Que cherchez-vous au juste? Quel bon vent vous amène
Jusqu’ici, aux confins de cette immense plaine
Où les eaux recueillies sur les flancs des montagnes
Avec celles des mares qui, flemmardes, stagnent,
S’entrelacent, se mêlent, se croisent sans cesse?
Une trace peut-être? Une tache de graisse
Laissée par un pouce sur un carreau vitré?
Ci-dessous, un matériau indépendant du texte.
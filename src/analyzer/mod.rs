// In src/analyzer/mod.rs

mod symbols;

#[cfg(test)]
mod test;

use tracing::trace;
use crate::lexer::{self, Fragment, Keyword, Span};
use crate::reporter::SemanticError;
pub use symbols::Declarations;

/// 语义检查。根据行首关键字分成三种情况：
///
/// - `INTEGER a, b`：把每个名字加入声明集合，永远成功；
/// - `INPUT a, b`：每个名字都必须已经声明过；
/// - 其余语句：所有单字母标识符都必须已经声明过。
///
/// 多字母标识符在第三种情况下不做检查。
pub fn check(line: &str, declarations: &mut Declarations) -> Result<(), SemanticError> {
    if let Some(rest) = line.strip_prefix(Keyword::Integer.as_str()) {
        for (name, _) in comma_list(rest, Keyword::Integer.as_str().len()) {
            if !name.is_empty() && declarations.declare(name) {
                trace!(name, "declared");
            }
        }
        return Ok(());
    }

    if let Some(rest) = line.strip_prefix(Keyword::Input.as_str()) {
        for (name, span) in comma_list(rest, Keyword::Input.as_str().len()) {
            if !declarations.is_declared(name) {
                return Err(SemanticError::UndeclaredInInput { name: name.to_string(), span });
            }
        }
        return Ok(());
    }

    check_statement(line, declarations)
}

/// 一般语句（赋值、WRITE 等）。
/// 只在空白和运算符处切分，所以 `A,` 这样带逗号的片段不是单字母，不做检查。
fn check_statement(line: &str, declarations: &Declarations) -> Result<(), SemanticError> {
    for (fragment, span) in lexer::fragments(line) {
        if fragment != Fragment::Word {
            continue;
        }

        let name = &line[span.clone()];
        if is_single_letter(name) && !Keyword::is_keyword(name) && !declarations.is_declared(name) {
            return Err(SemanticError::Undeclared { name: name.to_string(), span });
        }
    }
    Ok(())
}

fn is_single_letter(s: &str) -> bool {
    let mut chars = s.chars();
    matches!((chars.next(), chars.next()), (Some(c), None) if c.is_ascii_alphabetic())
}

/// 把关键字之后的部分按逗号切开，返回去掉首尾空白的名字及其在整行中的位置。
/// `base` 是 `rest` 在整行中的起始偏移。空片段也会被返回。
fn comma_list(rest: &str, base: usize) -> impl Iterator<Item = (&str, Span)> {
    let mut offset = base;
    rest.split(',').map(move |piece| {
        let leading = piece.len() - piece.trim_start().len();
        let name = piece.trim();
        let start = offset + leading;
        offset += piece.len() + 1;
        (name, start..start + name.len())
    })
}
Dites, que cherchez-vous? Si c’est moi, vous saurez
Que je suis orphelin. Au cœur de la froidure,
J’ai dû aménager près des doubles sutures
Dessinées sur le sein de la terre éplorée,
Des grands lacs à la mer… Le long des voies ferrées,
J’existe par hasard, fusion étonnante,
Modeste résultat de quinze ou vingt ou trente
Sublimes espérances, venues se briser
Au cœur d’un continent, comme les vagues feutrées
Contre les hautes falaises, blanches de chaux.
« Manito » disent-elles… Et tout bas « Manito ».

Que puis-je vous montrer que vous ne connaissez pas?
Les héritiers du sang – les Cris, les Dakotas,
Les Anishnabègues, les Dénés, les Métis –
Il faut chercher chez eux, ses véritables fils,
Ses filles regrettées… Ils connaissent ce nom.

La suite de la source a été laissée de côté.